▶ **Exercise description**: Repeat the entries in full. Each line must match exactly.

▶ **Records for this exercise**:
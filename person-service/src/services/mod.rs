pub mod database;
pub mod memory;
pub mod metrics;
pub mod repository;

pub use database::MongoDb;
pub use memory::InMemoryPersonRepository;
pub use metrics::{get_metrics, init_metrics};
pub use repository::{MongoPersonRepository, PersonRepository};
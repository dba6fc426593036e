use crate::handlers;
use crate::startup::AppState;
use axum::{
    middleware::from_fn,
    routing::{delete, get, post, put},
    Router,
};
use service_core::error::AppError;
use service_core::middleware::{
    metrics::metrics_middleware,
    tracing::{make_request_span, request_id_middleware},
};
use tower_http::trace::TraceLayer;

/// Person routes relative to the API base path.
///
/// Literal segments (`bulk`, `food`, `name`) are matched before `:id`.
pub fn person_routes() -> Router<AppState> {
    Router::new()
        .route(
            "/persons",
            post(handlers::create_person)
                .get(handlers::list_people)
                .fallback(method_not_allowed),
        )
        .route(
            "/persons/bulk",
            post(handlers::create_many_people).fallback(method_not_allowed),
        )
        .route(
            "/persons/food/:food",
            get(handlers::find_one_by_food).fallback(method_not_allowed),
        )
        .route(
            "/persons/name/mary",
            delete(handlers::delete_all_named_mary).fallback(method_not_allowed),
        )
        .route(
            "/persons/name/:name/age",
            put(handlers::update_age_by_name).fallback(method_not_allowed),
        )
        .route(
            "/persons/:id",
            get(handlers::find_person_by_id)
                .delete(handlers::delete_person_by_id)
                .fallback(method_not_allowed),
        )
        .route(
            "/persons/:id/favorite",
            put(handlers::add_favorite_food).fallback(method_not_allowed),
        )
}

pub fn build_router(state: AppState) -> Router {
    let base_path = state.config.http.base_path.clone();
    let api = if base_path.is_empty() {
        person_routes()
    } else {
        Router::new().nest(&base_path, person_routes())
    };

    Router::new()
        .route(
            "/health",
            get(handlers::health_check).fallback(method_not_allowed),
        )
        .route(
            "/ready",
            get(handlers::readiness_check).fallback(method_not_allowed),
        )
        .route(
            "/metrics",
            get(handlers::metrics).fallback(method_not_allowed),
        )
        .merge(api)
        .fallback(route_not_found)
        .with_state(state)
        .layer(from_fn(metrics_middleware))
        .layer(TraceLayer::new_for_http().make_span_with(make_request_span))
        .layer(from_fn(request_id_middleware))
}

async fn route_not_found() -> AppError {
    AppError::NotFound(anyhow::anyhow!("Route not found"))
}

// Path matched but no handler for the method.
async fn method_not_allowed() -> AppError {
    AppError::MethodNotAllowed
}
use chrono::{DateTime, Utc};
use mongodb::bson::{self, oid::ObjectId};
use serde::{de::Error as _, Deserialize, Deserializer, Serialize};
use std::borrow::Cow;
use validator::{Validate, ValidationError, ValidationErrors};

/// Food appended by the "add favorite" operation.
pub const FAVORITE_FOOD: &str = "hamburger";

/// Name removed by the bulk delete operation.
pub const BULK_DELETE_NAME: &str = "Mary";

/// A person as persisted in the `persons` collection.
#[derive(Debug, Clone, Serialize, Deserialize, PartialEq)]
#[serde(rename_all = "camelCase")]
pub struct Person {
    #[serde(rename = "_id")]
    pub id: ObjectId,
    pub name: String,
    #[serde(default, skip_serializing_if = "Option::is_none")]
    pub age: Option<i32>,
    #[serde(default)]
    pub favorite_foods: Vec<String>,
    #[serde(with = "bson::serde_helpers::chrono_datetime_as_bson_datetime")]
    pub created_at: DateTime<Utc>,
    #[serde(with = "bson::serde_helpers::chrono_datetime_as_bson_datetime")]
    pub updated_at: DateTime<Utc>,
}

/// Caller-supplied fields for a new person, before schema checks.
///
/// `name` is trimmed while deserializing so the length rule sees the stored
/// value. `favorite_foods` distinguishes an absent field (`None`, defaulted to
/// empty) from an explicit `null` (`Some(None)`, rejected).
#[derive(Debug, Clone, Default, Deserialize, Validate)]
#[serde(rename_all = "camelCase")]
pub struct PersonInput {
    #[serde(default, deserialize_with = "trimmed")]
    #[validate(
        required(message = "name is required"),
        length(min = 2, message = "name must be at least 2 characters")
    )]
    pub name: Option<String>,

    #[serde(default, deserialize_with = "whole_number")]
    #[validate(range(min = 0, max = 120, message = "age must be between 0 and 120"))]
    pub age: Option<i32>,

    #[serde(default, deserialize_with = "present")]
    pub favorite_foods: Option<Option<Vec<String>>>,
}

/// A person that passed schema validation and can be written.
#[derive(Debug, Clone, PartialEq)]
pub struct NewPerson {
    pub name: String,
    pub age: Option<i32>,
    pub favorite_foods: Vec<String>,
}

/// Body of the update-age operation.
#[derive(Debug, Clone, Deserialize, Validate)]
pub struct AgeUpdate {
    #[serde(default, deserialize_with = "whole_number")]
    #[validate(
        required(message = "age is required"),
        range(min = 0, max = 120, message = "age must be between 0 and 120")
    )]
    pub age: Option<i32>,
}

impl PersonInput {
    pub fn into_new_person(self) -> Result<NewPerson, ValidationErrors> {
        let mut errors = match self.validate() {
            Ok(()) => ValidationErrors::new(),
            Err(errors) => errors,
        };

        if matches!(self.favorite_foods, Some(None)) {
            errors.add(
                "favoriteFoods",
                field_error("type", "favoriteFoods must be an array of strings"),
            );
        }

        if !errors.is_empty() {
            return Err(errors);
        }

        Ok(NewPerson {
            name: self.name.unwrap_or_default(),
            age: self.age,
            favorite_foods: self.favorite_foods.flatten().unwrap_or_default(),
        })
    }
}

impl AgeUpdate {
    pub fn into_age(self) -> Result<i32, ValidationErrors> {
        self.validate()?;
        match self.age {
            Some(age) => Ok(age),
            None => {
                let mut errors = ValidationErrors::new();
                errors.add("age", field_error("required", "age is required"));
                Err(errors)
            }
        }
    }
}

impl NewPerson {
    /// Materialize the stored document; `now` stamps both timestamps.
    pub fn into_person(self, id: ObjectId, now: DateTime<Utc>) -> Person {
        Person {
            id,
            name: self.name,
            age: self.age,
            favorite_foods: self.favorite_foods,
            created_at: now,
            updated_at: now,
        }
    }
}

/// Current time at the precision BSON stores (milliseconds), so a freshly
/// written record compares equal to the same record read back.
pub fn storage_timestamp() -> DateTime<Utc> {
    bson::DateTime::now().to_chrono()
}

fn field_error(code: &'static str, message: &'static str) -> ValidationError {
    let mut error = ValidationError::new(code);
    error.message = Some(Cow::Borrowed(message));
    error
}

fn trimmed<'de, D>(deserializer: D) -> Result<Option<String>, D::Error>
where
    D: Deserializer<'de>,
{
    Ok(Option::<String>::deserialize(deserializer)?.map(|s| s.trim().to_string()))
}

/// Accepts any JSON number with no fractional part, so `30` and `30.0` are
/// the same age.
fn whole_number<'de, D>(deserializer: D) -> Result<Option<i32>, D::Error>
where
    D: Deserializer<'de>,
{
    match Option::<f64>::deserialize(deserializer)? {
        None => Ok(None),
        Some(n) if n.fract() == 0.0 && n >= f64::from(i32::MIN) && n <= f64::from(i32::MAX) => {
            Ok(Some(n as i32))
        }
        Some(n) => Err(D::Error::custom(format!(
            "age must be a whole number, got {}",
            n
        ))),
    }
}

fn present<'de, D, T>(deserializer: D) -> Result<Option<T>, D::Error>
where
    D: Deserializer<'de>,
    T: Deserialize<'de>,
{
    T::deserialize(deserializer).map(Some)
}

▶ **Result of this task**:
filename person-service/src/services/mod.rs
pub mod database;
pub mod memory;
pub mod metrics;
pub mod repository;

pub use database::MongoDb;
pub use memory::InMemoryPersonRepository;
pub use metrics::{get_metrics, init_metrics};
pub use repository::{MongoPersonRepository, PersonRepository};
repository dba6fc426593036e
use crate::handlers;
use crate::startup::AppState;
use axum::{
    middleware::from_fn,
    routing::{delete, get, post, put},
    Router,
};
use service_core::error::AppError;
use service_core::middleware::{
    metrics::metrics_middleware,
    tracing::{make_request_span, request_id_middleware},
};
use tower_http::trace::TraceLayer;

/// Person routes relative to the API base path.
///
/// Literal segments (`bulk`, `food`, `name`) are matched before `:id`.
pub fn person_routes() -> Router<AppState> {
    Router::new()
        .route(
            "/persons",
            post(handlers::create_person)
                .get(handlers::list_people)
                .fallback(method_not_allowed),
        )
        .route(
            "/persons/bulk",
            post(handlers::create_many_people).fallback(method_not_allowed),
        )
        .route(
            "/persons/food/:food",
            get(handlers::find_one_by_food).fallback(method_not_allowed),
        )
        .route(
            "/persons/name/mary",
            delete(handlers::delete_all_named_mary).fallback(method_not_allowed),
        )
        .route(
            "/persons/name/:name/age",
            put(handlers::update_age_by_name).fallback(method_not_allowed),
        )
        .route(
            "/persons/:id",
            get(handlers::find_person_by_id)
                .delete(handlers::delete_person_by_id)
                .fallback(method_not_allowed),
        )
        .route(
            "/persons/:id/favorite",
            put(handlers::add_favorite_food).fallback(method_not_allowed),
        )
}

pub fn build_router(state: AppState) -> Router {
    let base_path = state.config.http.base_path.clone();
    let api = if base_path.is_empty() {
        person_routes()
    } else {
        Router::new().nest(&base_path, person_routes())
    };

    Router::new()
        .route(
            "/health",
            get(handlers::health_check).fallback(method_not_allowed),
        )
        .route(
            "/ready",
            get(handlers::readiness_check).fallback(method_not_allowed),
        )
        .route(
            "/metrics",
            get(handlers::metrics).fallback(method_not_allowed),
        )
        .merge(api)
        .fallback(route_not_found)
        .with_state(state)
        .layer(from_fn(metrics_middleware))
        .layer(TraceLayer::new_for_http().make_span_with(make_request_span))
        .layer(from_fn(request_id_middleware))
}

async fn route_not_found() -> AppError {
    AppError::NotFound(anyhow::anyhow!("Route not found"))
}

// Path matched but no handler for the method.
async fn method_not_allowed() -> AppError {
    AppError::MethodNotAllowed
}
use chrono::{DateTime, Utc};
use mongodb::bson::{self, oid::ObjectId};
use serde::{de::Error as _, Deserialize, Deserializer, Serialize};
use std::borrow::Cow;
use validator::{Validate, ValidationError, ValidationErrors};

/// Food appended by the "add favorite" operation.
pub const FAVORITE_FOOD: &str = "hamburger";

/// Name removed by the bulk delete operation.
pub const BULK_DELETE_NAME: &str = "Mary";

/// A person as persisted in the `persons` collection.
#[derive(Debug, Clone, Serialize, Deserialize, PartialEq)]
#[serde(rename_all = "camelCase")]
pub struct Person {
    #[serde(rename = "_id")]
    pub id: ObjectId,
    pub name: String,
    #[serde(default, skip_serializing_if = "Option::is_none")]
    pub age: Option<i32>,
    #[serde(default)]
    pub favorite_foods: Vec<String>,
    #[serde(with = "bson::serde_helpers::chrono_datetime_as_bson_datetime")]
    pub created_at: DateTime<Utc>,
    #[serde(with = "bson::serde_helpers::chrono_datetime_as_bson_datetime")]
    pub updated_at: DateTime<Utc>,
}

/// Caller-supplied fields for a new person, before schema checks.
///
/// `name` is trimmed while deserializing so the length rule sees the stored
/// value. `favorite_foods` distinguishes an absent field (`None`, defaulted to
/// empty) from an explicit `null` (`Some(None)`, rejected).
#[derive(Debug, Clone, Default, Deserialize, Validate)]
#[serde(rename_all = "camelCase")]
pub struct PersonInput {
    #[serde(default, deserialize_with = "trimmed")]
    #[validate(
        required(message = "name is required"),
        length(min = 2, message = "name must be at least 2 characters")
    )]
    pub name: Option<String>,

    #[serde(default, deserialize_with = "whole_number")]
    #[validate(range(min = 0, max = 120, message = "age must be between 0 and 120"))]
    pub age: Option<i32>,

    #[serde(default, deserialize_with = "present")]
    pub favorite_foods: Option<Option<Vec<String>>>,
}

/// A person that passed schema validation and can be written.
#[derive(Debug, Clone, PartialEq)]
pub struct NewPerson {
    pub name: String,
    pub age: Option<i32>,
    pub favorite_foods: Vec<String>,
}

/// Body of the update-age operation.
#[derive(Debug, Clone, Deserialize, Validate)]
pub struct AgeUpdate {
    #[serde(default, deserialize_with = "whole_number")]
    #[validate(
        required(message = "age is required"),
        range(min = 0, max = 120, message = "age must be between 0 and 120")
    )]
    pub age: Option<i32>,
}

impl PersonInput {
    pub fn into_new_person(self) -> Result<NewPerson, ValidationErrors> {
        let mut errors = match self.validate() {
            Ok(()) => ValidationErrors::new(),
            Err(errors) => errors,
        };

        if matches!(self.favorite_foods, Some(None)) {
            errors.add(
                "favoriteFoods",
                field_error("type", "favoriteFoods must be an array of strings"),
            );
        }

        if !errors.is_empty() {
            return Err(errors);
        }

        Ok(NewPerson {
            name: self.name.unwrap_or_default(),
            age: self.age,
            favorite_foods: self.favorite_foods.flatten().unwrap_or_default(),
        })
    }
}

impl AgeUpdate {
    pub fn into_age(self) -> Result<i32, ValidationErrors> {
        self.validate()?;
        match self.age {
            Some(age) => Ok(age),
            None => {
                let mut errors = ValidationErrors::new();
                errors.add("age", field_error("required", "age is required"));
                Err(errors)
            }
        }
    }
}

impl NewPerson {
    /// Materialize the stored document; `now` stamps both timestamps.
    pub fn into_person(self, id: ObjectId, now: DateTime<Utc>) -> Person {
        Person {
            id,
            name: self.name,
            age: self.age,
            favorite_foods: self.favorite_foods,
            created_at: now,
            updated_at: now,
        }
    }
}

/// Current time at the precision BSON stores (milliseconds), so a freshly
/// written record compares equal to the same record read back.
pub fn storage_timestamp() -> DateTime<Utc> {
    bson::DateTime::now().to_chrono()
}

fn field_error(code: &'static str, message: &'static str) -> ValidationError {
    let mut error = ValidationError::new(code);
    error.message = Some(Cow::Borrowed(message));
    error
}

fn trimmed<'de, D>(deserializer: D) -> Result<Option<String>, D::Error>
where
    D: Deserializer<'de>,
{
    Ok(Option::<String>::deserialize(deserializer)?.map(|s| s.trim().to_string()))
}

/// Accepts any JSON number with no fractional part, so `30` and `30.0` are
/// the same age.
fn whole_number<'de, D>(deserializer: D) -> Result<Option<i32>, D::Error>
where
    D: Deserializer<'de>,
{
    match Option::<f64>::deserialize(deserializer)? {
        None => Ok(None),
        Some(n) if n.fract() == 0.0 && n >= f64::from(i32::MIN) && n <= f64::from(i32::MAX) => {
            Ok(Some(n as i32))
        }
        Some(n) => Err(D::Error::custom(format!(
            "age must be a whole number, got {}",
            n
        ))),
    }
}

fn present<'de, D, T>(deserializer: D) -> Result<Option<T>, D::Error>
where
    D: Deserializer<'de>,
    T: Deserialize<'de>,
{
    T::deserialize(deserializer).map(Some)
}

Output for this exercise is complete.